Return an exact transcript of the material below from the line containing "label, 1, MAX_ID_LENGTH).map(Some)" through its final line, and no other lines.
== Segment start ==
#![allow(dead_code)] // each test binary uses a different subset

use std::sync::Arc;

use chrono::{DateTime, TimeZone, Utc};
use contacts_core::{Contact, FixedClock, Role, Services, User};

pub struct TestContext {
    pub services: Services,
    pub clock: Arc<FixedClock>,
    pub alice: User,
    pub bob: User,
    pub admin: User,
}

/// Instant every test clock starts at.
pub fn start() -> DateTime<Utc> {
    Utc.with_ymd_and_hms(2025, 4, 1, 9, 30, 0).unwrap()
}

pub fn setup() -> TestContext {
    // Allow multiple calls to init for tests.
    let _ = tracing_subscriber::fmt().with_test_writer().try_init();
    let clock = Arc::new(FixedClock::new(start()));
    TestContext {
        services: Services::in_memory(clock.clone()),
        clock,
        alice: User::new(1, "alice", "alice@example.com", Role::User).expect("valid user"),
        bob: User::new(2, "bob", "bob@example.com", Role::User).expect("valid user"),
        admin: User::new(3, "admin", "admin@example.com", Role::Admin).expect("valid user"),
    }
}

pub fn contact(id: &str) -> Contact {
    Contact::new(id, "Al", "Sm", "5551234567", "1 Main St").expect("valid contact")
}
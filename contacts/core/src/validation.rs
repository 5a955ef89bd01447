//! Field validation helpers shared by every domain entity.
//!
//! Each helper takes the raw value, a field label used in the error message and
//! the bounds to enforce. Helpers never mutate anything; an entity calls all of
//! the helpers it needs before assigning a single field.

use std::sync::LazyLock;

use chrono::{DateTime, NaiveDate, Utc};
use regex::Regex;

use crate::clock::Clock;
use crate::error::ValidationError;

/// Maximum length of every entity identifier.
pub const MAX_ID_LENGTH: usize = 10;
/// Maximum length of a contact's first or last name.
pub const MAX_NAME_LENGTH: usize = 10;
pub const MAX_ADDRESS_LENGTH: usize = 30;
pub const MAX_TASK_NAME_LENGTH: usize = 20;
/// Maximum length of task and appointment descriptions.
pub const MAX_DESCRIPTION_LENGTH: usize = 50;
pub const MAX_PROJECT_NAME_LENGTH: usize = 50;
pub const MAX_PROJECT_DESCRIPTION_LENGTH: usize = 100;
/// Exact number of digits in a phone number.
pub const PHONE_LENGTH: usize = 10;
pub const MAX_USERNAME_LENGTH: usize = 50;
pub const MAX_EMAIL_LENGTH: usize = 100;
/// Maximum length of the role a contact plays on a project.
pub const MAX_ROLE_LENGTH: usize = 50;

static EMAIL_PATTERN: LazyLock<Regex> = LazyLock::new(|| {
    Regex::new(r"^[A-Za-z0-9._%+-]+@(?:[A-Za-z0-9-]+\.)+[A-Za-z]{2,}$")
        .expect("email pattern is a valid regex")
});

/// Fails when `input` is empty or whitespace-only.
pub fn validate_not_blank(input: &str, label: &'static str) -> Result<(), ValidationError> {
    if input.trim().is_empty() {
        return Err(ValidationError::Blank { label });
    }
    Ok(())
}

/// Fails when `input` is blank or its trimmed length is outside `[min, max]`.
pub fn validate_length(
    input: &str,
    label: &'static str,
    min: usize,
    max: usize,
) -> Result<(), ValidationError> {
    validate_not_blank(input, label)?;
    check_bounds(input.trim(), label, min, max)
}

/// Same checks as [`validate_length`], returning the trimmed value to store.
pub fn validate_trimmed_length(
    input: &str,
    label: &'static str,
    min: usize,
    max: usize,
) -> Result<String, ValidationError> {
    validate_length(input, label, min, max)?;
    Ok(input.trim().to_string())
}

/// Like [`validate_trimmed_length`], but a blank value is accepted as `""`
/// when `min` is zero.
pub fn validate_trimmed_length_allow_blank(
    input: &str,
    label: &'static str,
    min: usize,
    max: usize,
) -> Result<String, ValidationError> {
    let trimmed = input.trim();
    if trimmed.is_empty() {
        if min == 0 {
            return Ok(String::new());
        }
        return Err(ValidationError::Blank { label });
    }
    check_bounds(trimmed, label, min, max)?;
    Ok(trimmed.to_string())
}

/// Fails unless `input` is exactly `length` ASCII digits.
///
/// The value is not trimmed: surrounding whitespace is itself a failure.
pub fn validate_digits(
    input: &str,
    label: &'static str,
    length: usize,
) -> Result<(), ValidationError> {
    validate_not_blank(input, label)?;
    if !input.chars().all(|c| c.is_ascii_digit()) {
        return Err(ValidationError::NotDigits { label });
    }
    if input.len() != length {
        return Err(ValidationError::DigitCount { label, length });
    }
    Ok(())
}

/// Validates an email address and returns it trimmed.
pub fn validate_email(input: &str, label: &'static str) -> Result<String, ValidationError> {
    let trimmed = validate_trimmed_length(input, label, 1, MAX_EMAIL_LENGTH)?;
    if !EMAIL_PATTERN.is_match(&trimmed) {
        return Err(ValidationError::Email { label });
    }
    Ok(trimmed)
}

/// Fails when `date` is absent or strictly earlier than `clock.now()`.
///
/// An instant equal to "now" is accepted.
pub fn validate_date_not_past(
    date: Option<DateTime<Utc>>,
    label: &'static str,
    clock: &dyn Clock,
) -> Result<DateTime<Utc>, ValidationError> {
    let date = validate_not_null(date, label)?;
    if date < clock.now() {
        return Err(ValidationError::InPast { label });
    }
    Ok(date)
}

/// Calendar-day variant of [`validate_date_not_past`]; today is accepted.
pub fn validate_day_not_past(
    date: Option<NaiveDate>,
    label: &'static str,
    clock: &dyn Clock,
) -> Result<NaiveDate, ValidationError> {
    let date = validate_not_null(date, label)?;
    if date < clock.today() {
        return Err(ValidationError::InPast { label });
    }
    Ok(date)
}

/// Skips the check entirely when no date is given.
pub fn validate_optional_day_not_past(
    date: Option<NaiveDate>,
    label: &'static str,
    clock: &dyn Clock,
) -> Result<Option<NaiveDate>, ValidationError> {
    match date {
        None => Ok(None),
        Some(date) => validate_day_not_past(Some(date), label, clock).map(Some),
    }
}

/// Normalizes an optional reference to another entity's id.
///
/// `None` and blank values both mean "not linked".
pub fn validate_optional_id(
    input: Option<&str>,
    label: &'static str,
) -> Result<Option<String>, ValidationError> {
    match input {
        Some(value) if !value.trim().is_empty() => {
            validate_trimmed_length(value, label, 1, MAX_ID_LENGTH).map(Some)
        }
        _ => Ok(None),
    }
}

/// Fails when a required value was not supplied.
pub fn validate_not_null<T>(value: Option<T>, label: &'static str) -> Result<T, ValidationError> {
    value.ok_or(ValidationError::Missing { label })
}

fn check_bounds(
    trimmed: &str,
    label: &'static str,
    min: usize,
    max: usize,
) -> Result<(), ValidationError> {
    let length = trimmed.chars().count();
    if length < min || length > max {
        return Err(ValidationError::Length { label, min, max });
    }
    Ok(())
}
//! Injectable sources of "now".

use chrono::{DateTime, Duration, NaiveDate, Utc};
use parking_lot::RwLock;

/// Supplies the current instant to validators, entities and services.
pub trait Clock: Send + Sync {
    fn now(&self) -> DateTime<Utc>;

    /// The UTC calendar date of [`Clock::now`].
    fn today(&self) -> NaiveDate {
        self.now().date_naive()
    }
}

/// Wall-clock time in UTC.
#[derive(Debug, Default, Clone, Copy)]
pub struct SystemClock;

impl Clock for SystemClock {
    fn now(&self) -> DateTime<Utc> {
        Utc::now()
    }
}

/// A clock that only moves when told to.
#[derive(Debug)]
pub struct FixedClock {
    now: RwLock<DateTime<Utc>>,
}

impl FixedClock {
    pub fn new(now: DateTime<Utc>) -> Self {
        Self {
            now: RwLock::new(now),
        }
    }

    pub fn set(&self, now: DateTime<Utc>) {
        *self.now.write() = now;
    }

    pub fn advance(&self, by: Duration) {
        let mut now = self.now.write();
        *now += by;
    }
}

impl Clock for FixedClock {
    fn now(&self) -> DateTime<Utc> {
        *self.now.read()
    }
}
== Segment end ==
**Written solution:**
            validate_trimmed_length(value, label, 1, MAX_ID_LENGTH).map(Some)
        }
        _ => Ok(None),
    }
}

/// Fails when a required value was not supplied.
pub fn validate_not_null<T>(value: Option<T>, label: &'static str) -> Result<T, ValidationError> {
    value.ok_or(ValidationError::Missing { label })
}

fn check_bounds(
    trimmed: &str,
    label: &'static str,
    min: usize,
    max: usize,
) -> Result<(), ValidationError> {
    let length = trimmed.chars().count();
    if length < min || length > max {
        return Err(ValidationError::Length { label, min, max });
    }
    Ok(())
}
//! Injectable sources of "now".

use chrono::{DateTime, Duration, NaiveDate, Utc};
use parking_lot::RwLock;

/// Supplies the current instant to validators, entities and services.
pub trait Clock: Send + Sync {
    fn now(&self) -> DateTime<Utc>;

    /// The UTC calendar date of [`Clock::now`].
    fn today(&self) -> NaiveDate {
        self.now().date_naive()
    }
}

/// Wall-clock time in UTC.
#[derive(Debug, Default, Clone, Copy)]
pub struct SystemClock;

impl Clock for SystemClock {
    fn now(&self) -> DateTime<Utc> {
        Utc::now()
    }
}

/// A clock that only moves when told to.
#[derive(Debug)]
pub struct FixedClock {
    now: RwLock<DateTime<Utc>>,
}

impl FixedClock {
    pub fn new(now: DateTime<Utc>) -> Self {
        Self {
            now: RwLock::new(now),
        }
    }

    pub fn set(&self, now: DateTime<Utc>) {
        *self.now.write() = now;
    }

    pub fn advance(&self, by: Duration) {
        let mut now = self.now.write();
        *now += by;
    }
}

impl Clock for FixedClock {
    fn now(&self) -> DateTime<Utc> {
        *self.now.read()
    }
}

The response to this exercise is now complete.